== SUPPLIED MATERIAL
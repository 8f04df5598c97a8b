use log::debug;

use crate::config::{AnalyzerConfig, MAX_REFERENCE, MIN_REFERENCE, OutputUnit, Resolution};
use crate::error::{AnalyzerError, Result};

/// Number of musical bins: every equal-temperament note across ~8.5 octaves,
/// one octave below the piano range through two octaves above it.
pub const MUSICAL_BINS: usize = 128;

/// Finite decibel level reported for a magnitude of exactly zero. Sits below
/// anything a positive `f32` magnitude can produce against the clamped
/// reference range, so ordering against real levels stays consistent.
pub const MIN_DB_LEVEL: f32 = -1000.0;

/// Note-center frequencies in Hz, strictly increasing.
///
/// Indices 12..24 seed one equal-temperament octave starting at A0 = 27.5 Hz;
/// indices 0..12 halve those, and everything from 24 up doubles the value
/// twelve slots earlier.
pub fn musical_frequencies() -> [f32; MUSICAL_BINS] {
    let mut freqs = [0.0f32; MUSICAL_BINS];

    let seed_octave: [f32; 12] = [
        27.5,    // A0
        29.1352, // A#0
        30.8677, // B0
        32.7032, // C1
        34.6478, // C#1
        36.7081, // D1
        38.8909, // D#1
        41.2034, // E1
        43.6535, // F1
        46.2493, // F#1
        48.9994, // G1
        51.9131, // G#1
    ];
    freqs[12..24].copy_from_slice(&seed_octave);

    for i in 0..12 {
        freqs[i] = freqs[i + 12] / 2.0;
    }
    for i in 24..MUSICAL_BINS {
        freqs[i] = freqs[i - 12] * 2.0;
    }

    freqs
}

/// Critically damped ease of `current` toward `target`, carrying spring
/// velocity between calls. `smooth_time` is the lag in seconds.
fn smooth_damp(current: f32, target: f32, velocity: &mut f32, smooth_time: f32, dt: f32) -> f32 {
    let smooth_time = smooth_time.max(1e-4);
    let omega = 2.0 / smooth_time;

    let x = omega * dt;
    let exp = 1.0 / (1.0 + x + 0.48 * x * x + 0.235 * x * x * x);

    let change = current - target;
    let temp = (*velocity + omega * change) * dt;
    *velocity = (*velocity - omega * temp) * exp;
    let mut output = target + (change + temp) * exp;

    // don't overshoot the target
    if (target - current > 0.0) == (output > target) {
        output = target;
        *velocity = (output - target) / dt;
    }

    output
}

/// Resamples a raw FFT magnitude spectrum onto the 128 musical bins,
/// converts to the configured unit, applies fast-attack/slow-release
/// smoothing per bin and to the aggregate loudness, and reports
/// dominant-frequency changes above the configured threshold.
///
/// Owned and driven by the host: call [`SpectrumAnalyzer::process`] once per
/// tick with a fresh magnitude buffer, then read the accessors.
pub struct SpectrumAnalyzer {
    config: AnalyzerConfig,
    frequencies: [f32; MUSICAL_BINS],

    /// This tick's converted (pre-smoothing) levels.
    raw_levels: [f32; MUSICAL_BINS],
    previous_levels: [f32; MUSICAL_BINS],
    smoothed_levels: [f32; MUSICAL_BINS],
    velocities: [f32; MUSICAL_BINS],

    raw_overall: f32,
    previous_overall: f32,
    smoothed_overall: f32,
    overall_velocity: f32,

    /// Last *reported* dominant frequency, not last candidate.
    dominant: Option<f32>,
    pending_change: Option<f32>,
}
====
* EXERCISE DESCRIPTION
Reproduce exactly, and with no other material, the lines between those holding "against the clamped" and "43.6535, // F1", inclusive.

* RESPONSE BELOW
/// anything a positive `f32` magnitude can produce against the clamped
/// reference range, so ordering against real levels stays consistent.
pub const MIN_DB_LEVEL: f32 = -1000.0;

/// Note-center frequencies in Hz, strictly increasing.
///
/// Indices 12..24 seed one equal-temperament octave starting at A0 = 27.5 Hz;
/// indices 0..12 halve those, and everything from 24 up doubles the value
/// twelve slots earlier.
pub fn musical_frequencies() -> [f32; MUSICAL_BINS] {
    let mut freqs = [0.0f32; MUSICAL_BINS];

    let seed_octave: [f32; 12] = [
        27.5,    // A0
        29.1352, // A#0
        30.8677, // B0
        32.7032, // C1
        34.6478, // C#1
        36.7081, // D1
        38.8909, // D#1
        41.2034, // E1
        43.6535, // F1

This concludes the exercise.